A common misconception is that companies first need a complete overview of their business before launching an EA program; however, because today’s EA programs only need a holistic survey of the business, companies don’t need to fear delays in progress as they work to capture the entirety of their data. Instead, they only need to take as much time as their unique business model necessitates to ensure business decisions are rooted in context rather than gut feelings.
As businesses become increasingly digital, so too are today’s EA platforms, a quality that empowers a greater level of flexibility and growth than the static models of the past. The new generation of cloud-based, digitally native tools allow for scalability, hence why leaders don’t need a complete data set at the outset. As projects arise and organizations expand, employees can continually add more data (or subtract as needed) to strengthen the EA model of their company. Therefore, modern EA programs can continue to prove value over time and help organizations adapt to new demands as they emerge. This buildability also means that employees don’t need to start from scratch with every new digital transformation project, as they can reference existing models.
Being tech-forward also makes the EA process more democratic, enabling employees across departments and seniority to input information on their respective roles. SaaS platforms are available today that go beyond just the processes, systems and technologies that live within an organization and include employees in the EA process.
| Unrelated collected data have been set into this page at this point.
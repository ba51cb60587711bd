//! Top-level CLI definition and dispatch.

use std::io;
use std::path::PathBuf;

use clap::{Args, CommandFactory, Parser, Subcommand};
use clap_complete::{Shell as CompletionShell, generate};
use serde_json::json;
use thiserror::Error;

use altius_test_watcher::core::config::Config;
use altius_test_watcher::core::errors::AtwError;
use altius_test_watcher::daemon::notifications::TelegramNotifier;
use altius_test_watcher::daemon::signals::ShutdownSignal;
use altius_test_watcher::daemon::watch_loop::{WatchDaemon, WatchTarget};
use altius_test_watcher::logger::activity::spawn_logger;
use altius_test_watcher::upstream::classify::classify;
use altius_test_watcher::upstream::client::{HttpStatusClient, StatusFetcher};

/// Altius Test Watcher — notifies a Telegram chat when a test result changes.
#[derive(Debug, Parser)]
#[command(
    name = "atw",
    author,
    version,
    about = "Altius Test Watcher - test result change notifier",
    long_about = None,
    arg_required_else_help = true
)]
pub struct Cli {
    /// Override config file path.
    #[arg(long, global = true, value_name = "PATH")]
    config: Option<PathBuf>,
    /// Force JSON output mode.
    #[arg(long, global = true)]
    json: bool,
    /// Subcommand to execute.
    #[command(subcommand)]
    command: Command,
}

#[derive(Debug, Clone, Subcommand)]
enum Command {
    /// Run the watcher until a termination signal arrives.
    Watch(WatchArgs),
    /// Fetch and classify the current status once, without notifying.
    Check(CheckArgs),
    /// Show version information.
    Version,
    /// Generate shell completions.
    Completions(CompletionsArgs),
}

#[derive(Debug, Clone, Args, Default)]
struct WatchArgs {
    /// Altius retrieval code (env: ALTIUS_RETRIEVAL_CODE).
    #[arg(long, value_name = "CODE")]
    retrieval_code: Option<String>,
    /// Date of birth for the given code (env: ALTIUS_DATE_OF_BIRTH).
    #[arg(short = 'd', long, value_name = "DATE")]
    date_of_birth: Option<String>,
    /// Telegram bot token (env: TELEGRAM_TOKEN).
    #[arg(long, value_name = "TOKEN")]
    telegram_token: Option<String>,
    /// Telegram chat id to notify (env: TELEGRAM_CHAT_ID).
    #[arg(long, value_name = "ID", allow_hyphen_values = true)]
    telegram_chat_id: Option<i64>,
}

#[derive(Debug, Clone, Args, Default)]
struct CheckArgs {
    /// Altius retrieval code (env: ALTIUS_RETRIEVAL_CODE).
    #[arg(long, value_name = "CODE")]
    retrieval_code: Option<String>,
    /// Date of birth for the given code (env: ALTIUS_DATE_OF_BIRTH).
    #[arg(short = 'd', long, value_name = "DATE")]
    date_of_birth: Option<String>,
}

#[derive(Debug, Clone, Args)]
struct CompletionsArgs {
    /// Target shell.
    #[arg(value_enum)]
    shell: CompletionShell,
}

/// CLI-level error wrapper; everything maps to exit code 1 in `main`.
#[derive(Debug, Error)]
pub enum CliError {
    #[error(transparent)]
    App(#[from] AtwError),
}

/// Dispatch the parsed CLI.
pub fn run(cli: &Cli) -> Result<(), CliError> {
    match &cli.command {
        Command::Watch(args) => run_watch(cli, args),
        Command::Check(args) => run_check(cli, args),
        Command::Version => run_version(cli),
        Command::Completions(args) => run_completions(args),
    }
}

fn load_config(cli: &Cli) -> Result<Config, CliError> {
    Ok(Config::load(cli.config.as_deref())?)
}

fn run_watch(cli: &Cli, args: &WatchArgs) -> Result<(), CliError> {
    let mut config = load_config(cli)?;
    if let Some(code) = &args.retrieval_code {
        config.watch.retrieval_code = code.clone();
    }
    if let Some(date) = &args.date_of_birth {
        config.watch.date_of_birth = date.clone();
    }
    if let Some(token) = &args.telegram_token {
        config.telegram.token = token.clone();
    }
    if let Some(chat_id) = args.telegram_chat_id {
        config.telegram.chat_id = chat_id;
    }
    config.validate_for_watch()?;

    let (logger, logger_join) = spawn_logger(config.paths.jsonl_log.clone())?;
    let shutdown = ShutdownSignal::install()?;
    let fetcher = HttpStatusClient::from_config(&config.upstream)?;
    let notifier = TelegramNotifier::from_config(&config.telegram)?;

    let mut daemon = WatchDaemon::new(
        WatchTarget {
            retrieval_code: config.watch.retrieval_code.clone(),
            date_of_birth: config.watch.date_of_birth.clone(),
        },
        config.telegram.chat_id,
        fetcher,
        notifier,
        shutdown,
        logger.clone(),
    );

    let outcome = daemon.run();

    logger.shutdown();
    let _ = logger_join.join();

    Ok(outcome?)
}

fn run_check(cli: &Cli, args: &CheckArgs) -> Result<(), CliError> {
    let mut config = load_config(cli)?;
    if let Some(code) = &args.retrieval_code {
        config.watch.retrieval_code = code.clone();
    }
    if let Some(date) = &args.date_of_birth {
        config.watch.date_of_birth = date.clone();
    }
    config.validate_for_check()?;

    let fetcher = HttpStatusClient::from_config(&config.upstream)?;
    let raw = fetcher.fetch(&config.watch.retrieval_code, &config.watch.date_of_birth)?;
    let status = classify(&raw)?;

    if cli.json {
        println!("{}", json!({ "status": status.to_string() }));
    } else {
        println!("{status}");
    }
    Ok(())
}

fn run_version(cli: &Cli) -> Result<(), CliError> {
    if cli.json {
        println!(
            "{}",
            json!({
                "name": env!("CARGO_PKG_NAME"),
                "version": env!("CARGO_PKG_VERSION"),
            })
        );
    } else {
        println!("atw {}", env!("CARGO_PKG_VERSION"));
    }
    Ok(())
}

fn run_completions(args: &CompletionsArgs) -> Result<(), CliError> {
    generate(args.shell, &mut Cli::command(), "atw", &mut io::stdout());
    Ok(())
}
The benefits of this accessibility are twofold; leaders get a more encompassing understanding of their organization, as well as have less work to do on their part.
Beyond helping companies make more strategic business decisions, EA helps them protect their current assets by strengthening their systems for governance. For example, ensuring data privacy and securing consumer trust are requirements for doing business in today’s world, but digital business models make enterprises increasingly vulnerable to digital threats. If leaders don’t have a holistic view of everything that constitutes their business—such as which data its responsible for protecting and where and how that data is stored—then it can’t execute proper risk assessment and mitigate issues as needed.
Further, because they facilitate collaboration, modern tooling allows for distributed governance management, which leads to greater organizational efficiency and security. Rather than centralizing governance command in one body, distributing the responsibility empowers those who are experts on a given area of business to maintain control in a way that makes the most sense to that specific subject, thereby ensuring all data is cared for as strategically as possible.
Digital transformation is no small undertaking, and as organizations continue to expand and accrue new members and data, the considerations for successful evolution can seem infinite. However, with the support of next-generation EA tools, business leaders can take stock of their companies’ assets and better evaluate their options for moving into the future.